*PROBLEM TO WORK ON:* Repeat the records. Each line must match exactly.
= Beginning of Section =
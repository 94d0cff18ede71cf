use std::path::PathBuf;
use std::time::Duration;
use clap::{Parser, Subcommand};

#[derive(Debug, Parser, Clone)]
#[clap(author, version, about, long_about = None)]
pub struct CLI {
    /// Declarations file listing the tools as imports. Defaults to `tools.go`
    #[clap(long, global = true)]
    pub tools_file: Option<PathBuf>,
    /// Dependency manifest pinning the tool modules. Defaults to `go.mod`
    #[clap(long, global = true)]
    pub manifest: Option<PathBuf>,
    /// Directory holding the compiled tools
    #[clap(long, global = true, env = "TOOLPIN_BIN")]
    pub cache_dir: Option<PathBuf>,
    /// The `go` command used to build tools
    #[clap(long, global = true, env = "TOOLPIN_GO")]
    pub go: Option<PathBuf>,
    /// Log what is going on to stderr
    #[clap(short, long, global = true)]
    pub verbose: bool,

    #[command(subcommand)]
    pub(crate) command: ToolpinCommand,
}

#[derive(Debug, Subcommand, Clone, PartialEq)]
pub enum ToolpinCommand {
    /// Installs every tool declared in the tools file
    Install {
        /// Rebuild tools that are already cached
        #[clap(short, long)]
        force: bool,
        /// Install one specific tool
        #[clap(long)]
        name: Option<String>,
    },
    /// Removes cached binaries that have not been used for a while
    Clean {
        /// Delete binaries older than this, e.g. `30d` or `12h`
        #[clap(long, default_value = "30d", value_parser = humantime::parse_duration)]
        older_than: Duration,
    },
    /// Lists the declared tools with their pinned versions
    List {
        /// Print as JSON
        #[clap(long)]
        json: bool,
    },
    /// Lists the binaries in the cache directory
    Cache,
    /// Runs a tool, installing it first if needed
    Run {
        /// The tool's command name followed by its arguments, passed through untouched
        #[clap(
            value_name = "TOOL",
            required = true,
            num_args = 1..,
            trailing_var_arg = true,
            allow_hyphen_values = true
        )]
        argv: Vec<String>,
    },
    /// `toolpin <tool> [args...]` is short for `toolpin run <tool> [args...]`.
    ///
    /// A tool named like one of the built-in commands can only be reached
    /// through `toolpin run`.
    #[command(external_subcommand)]
    Tool(Vec<String>),
}
use std::io;
use std::path::PathBuf;
use std::process::ExitStatus;
use thiserror::Error;

/// Errors produced while resolving, installing, running or evicting tools.
#[derive(Debug, Error)]
pub enum ToolError {
    #[error("{file}:{line}: {message}")]
    Parse {
        file: String,
        line: usize,
        message: String,
    },

    #[error("could not find module for package {path} in the dependency manifest, it is stale (did you forget to `go mod tidy`?)")]
    Unresolved { path: String },

    #[error("failed to install {package}: {status}\n{diagnostics}")]
    Build {
        package: String,
        status: ExitStatus,
        diagnostics: String,
    },

    #[error("failed to run {package}: {status}")]
    Run { package: String, status: ExitStatus },

    #[error("failed to start {program}")]
    Spawn {
        program: String,
        #[source]
        error: io::Error,
    },

    #[error("failed to {action} {}", path.display())]
    Io {
        action: &'static str,
        path: PathBuf,
        #[source]
        error: io::Error,
    },

    #[error("invalid configuration: {0}")]
    Config(String),

    #[error("{0} was cancelled")]
    Cancelled(String),
}

impl ToolError {
    pub(crate) fn parse(file: &str, line: usize, message: impl Into<String>) -> Self {
        ToolError::Parse {
            file: file.to_string(),
            line,
            message: message.into(),
        }
    }

    pub(crate) fn io(action: &'static str, path: impl Into<PathBuf>, error: io::Error) -> Self {
        ToolError::Io {
            action,
            path: path.into(),
            error,
        }
    }

    /// True when the operation was interrupted rather than failing on its own.
    pub fn is_cancelled(&self) -> bool {
        matches!(self, ToolError::Cancelled(_))
    }
}

pub type Result<T> = std::result::Result<T, ToolError>;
= End of Section =
*RESULT OF THIS TASK:*
repository 94d0cff18ede71cf
use std::path::PathBuf;
use std::time::Duration;
use clap::{Parser, Subcommand};

#[derive(Debug, Parser, Clone)]
#[clap(author, version, about, long_about = None)]
pub struct CLI {
    /// Declarations file listing the tools as imports. Defaults to `tools.go`
    #[clap(long, global = true)]
    pub tools_file: Option<PathBuf>,
    /// Dependency manifest pinning the tool modules. Defaults to `go.mod`
    #[clap(long, global = true)]
    pub manifest: Option<PathBuf>,
    /// Directory holding the compiled tools
    #[clap(long, global = true, env = "TOOLPIN_BIN")]
    pub cache_dir: Option<PathBuf>,
    /// The `go` command used to build tools
    #[clap(long, global = true, env = "TOOLPIN_GO")]
    pub go: Option<PathBuf>,
    /// Log what is going on to stderr
    #[clap(short, long, global = true)]
    pub verbose: bool,

    #[command(subcommand)]
    pub(crate) command: ToolpinCommand,
}

#[derive(Debug, Subcommand, Clone, PartialEq)]
pub enum ToolpinCommand {
    /// Installs every tool declared in the tools file
    Install {
        /// Rebuild tools that are already cached
        #[clap(short, long)]
        force: bool,
        /// Install one specific tool
        #[clap(long)]
        name: Option<String>,
    },
    /// Removes cached binaries that have not been used for a while
    Clean {
        /// Delete binaries older than this, e.g. `30d` or `12h`
        #[clap(long, default_value = "30d", value_parser = humantime::parse_duration)]
        older_than: Duration,
    },
    /// Lists the declared tools with their pinned versions
    List {
        /// Print as JSON
        #[clap(long)]
        json: bool,
    },
    /// Lists the binaries in the cache directory
    Cache,
    /// Runs a tool, installing it first if needed
    Run {
        /// The tool's command name followed by its arguments, passed through untouched
        #[clap(
            value_name = "TOOL",
            required = true,
            num_args = 1..,
            trailing_var_arg = true,
            allow_hyphen_values = true
        )]
        argv: Vec<String>,
    },
    /// `toolpin <tool> [args...]` is short for `toolpin run <tool> [args...]`.
    ///
    /// A tool named like one of the built-in commands can only be reached
    /// through `toolpin run`.
    #[command(external_subcommand)]
    Tool(Vec<String>),
}
use std::io;
use std::path::PathBuf;
use std::process::ExitStatus;
use thiserror::Error;

/// Errors produced while resolving, installing, running or evicting tools.
#[derive(Debug, Error)]
pub enum ToolError {
    #[error("{file}:{line}: {message}")]
    Parse {
        file: String,
        line: usize,
        message: String,
    },

    #[error("could not find module for package {path} in the dependency manifest, it is stale (did you forget to `go mod tidy`?)")]
    Unresolved { path: String },

    #[error("failed to install {package}: {status}\n{diagnostics}")]
    Build {
        package: String,
        status: ExitStatus,
        diagnostics: String,
    },

    #[error("failed to run {package}: {status}")]
    Run { package: String, status: ExitStatus },

    #[error("failed to start {program}")]
    Spawn {
        program: String,
        #[source]
        error: io::Error,
    },

    #[error("failed to {action} {}", path.display())]
    Io {
        action: &'static str,
        path: PathBuf,
        #[source]
        error: io::Error,
    },

    #[error("invalid configuration: {0}")]
    Config(String),

    #[error("{0} was cancelled")]
    Cancelled(String),
}

impl ToolError {
    pub(crate) fn parse(file: &str, line: usize, message: impl Into<String>) -> Self {
        ToolError::Parse {
            file: file.to_string(),
            line,
            message: message.into(),
        }
    }

    pub(crate) fn io(action: &'static str, path: impl Into<PathBuf>, error: io::Error) -> Self {
        ToolError::Io {
            action,
            path: path.into(),
            error,
        }
    }

    /// True when the operation was interrupted rather than failing on its own.
    pub fn is_cancelled(&self) -> bool {
        matches!(self, ToolError::Cancelled(_))
    }
}

pub type Result<T> = std::result::Result<T, ToolError>;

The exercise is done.